本申请涉及计算机技术领域,尤其涉及一种病历数据的质量检测方法和相关装置。
随着信息技术的快速发展,医疗行业也迈入了新的发展阶段。现如今,电子病历系统已经普及到了大多数的医院,在计算机上填写电子病历已经逐步取代手工书写病历。
一般来说,无论是手工书写病历,还是利用电子病历系统实现病历填写,发明人意识到两者都需要医生对病历数据进行检查,从而实时把控病历数据的质量问题。即,现有技术中,都是通过人工来完成病历数据的质量控制,这种质量检测方式效率低,无法及时地反映病历数据的质量情况。
发明内容
本申请实施例提供了一种病历数据的质量检测方法和相关装置,实施本申请实施例,提高了对病历数据的质量检测效率,能够及时反映病历数据的质量情况。

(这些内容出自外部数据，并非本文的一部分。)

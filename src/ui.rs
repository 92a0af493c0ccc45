use indicatif::{ProgressBar, ProgressDrawTarget, ProgressStyle};
use std::io::IsTerminal;
use std::str::FromStr;
use std::time::{Duration, Instant};

/// How startup stages are reported on stderr.
#[derive(Clone, Copy, Debug, Default, PartialEq, Eq)]
pub enum UiMode {
    #[default]
    Auto,
    Plain,
    Pretty,
}

impl FromStr for UiMode {
    type Err = anyhow::Error;

    fn from_str(s: &str) -> Result<Self, Self::Err> {
        match s {
            "auto" => Ok(UiMode::Auto),
            "plain" => Ok(UiMode::Plain),
            "pretty" => Ok(UiMode::Pretty),
            other => Err(anyhow::anyhow!(
                "unknown ui mode '{}' (expected auto, plain or pretty)",
                other
            )),
        }
    }
}

#[derive(Clone, Debug)]
pub struct Ui {
    pretty: bool,
}

impl Ui {
    pub fn new(mode: UiMode, is_tty: bool) -> Self {
        let pretty = is_tty
            && match mode {
                UiMode::Pretty => true,
                UiMode::Auto => std::env::var_os("NO_COLOR").is_none(),
                UiMode::Plain => false,
            };
        Self { pretty }
    }

    /// Resolve against the real stderr.
    pub fn for_stderr(mode: UiMode) -> Self {
        Self::new(mode, std::io::stderr().is_terminal())
    }

    pub fn is_pretty(&self) -> bool {
        self.pretty
    }

    /// Report a startup stage; completion is printed when the guard drops.
    pub fn stage(&self, name: &str) -> StageGuard {
        if self.pretty {
            let spinner = ProgressBar::new_spinner();
            spinner.set_draw_target(ProgressDrawTarget::stderr());
            spinner.enable_steady_tick(Duration::from_millis(120));
            let style = ProgressStyle::with_template("{spinner} {msg}")
                .unwrap_or_else(|_| ProgressStyle::default_spinner());
            spinner.set_style(style);
            spinner.set_message(format!("{name}…"));
            StageGuard::new(name.to_string(), Some(spinner))
        } else {
            eprintln!("==> {}", name);
            StageGuard::new(name.to_string(), None)
        }
    }
}

pub struct StageGuard {
    name: String,
    start: Instant,
    spinner: Option<ProgressBar>,
    failed: bool,
}

impl StageGuard {
    fn new(name: String, spinner: Option<ProgressBar>) -> Self {
        Self {
            name,
            start: Instant::now(),
            spinner,
            failed: false,
        }
    }

    /// Mark the stage as failed; the stage is reported with a cross.
    pub fn fail(mut self) {
        self.failed = true;
    }
}

impl Drop for StageGuard {
    fn drop(&mut self) {
        let mark = if self.failed { "✘" } else { "✔" };
        let message = format!(
            "{} {} ({})",
            mark,
            self.name,
            format_duration(self.start.elapsed())
        );
        if let Some(spinner) = &self.spinner {
            spinner.finish_with_message(message);
        } else {
            eprintln!("{message}");
        }
    }
}

fn format_duration(duration: Duration) -> String {
    if duration.as_secs() >= 1 {
        format!("{:.2}s", duration.as_secs_f64())
    } else {
        format!("{}ms", duration.as_millis())
    }
}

本申请第一方面提供了一种病历数据的质量检测方法,包括:获取待质量检测的病历数据;将所述待质量检测的病历数据进行向量化,得到第一特征向量;获取锚样本病历数据集一一对应的第一锚样本特征向量集;将所述第一锚样本特征向量集中的每个第一锚样本特征向量输入训练好的生成器中,得到多个第二锚样本特征向量;根据所述多个第二锚样本特征向量,确定第一锚样本平均特征向量;将所述第一特征向量与所述第一锚样本平均特征向量进行向量运算,得到第二特征向量;将所述第二特征向量输入训练好的判别器中,得到质量检测结果。
本申请第二方面提供了一种病历数据的质量检测装置,包括:获取模块,用于获取待质量检测的病历数据;处理模块,用于将所述待质量检测的病历数据进行向量化,得到第一特征向量;所述获取模块,还用于获取锚样本病历数据集一一对应的第一锚样本特征向量集;所述处理模块,还用于将所述第一锚样本特征向量集中的每个第一锚样本特征向量输入训练好的生成器中,得到多个第二锚样本特征向量;所述处理模块,还用于根据所述多个第二锚样本特征向量,确定第一锚样本平均特征向量;所述处理模块,还用于将所述第一特征向量与所述第一锚样本平均特征向量进行向量运算,得到第二特征向量;所述处理模块,还用于将所述第二特征向量输入训练好的判别器中,得到质量检测结果。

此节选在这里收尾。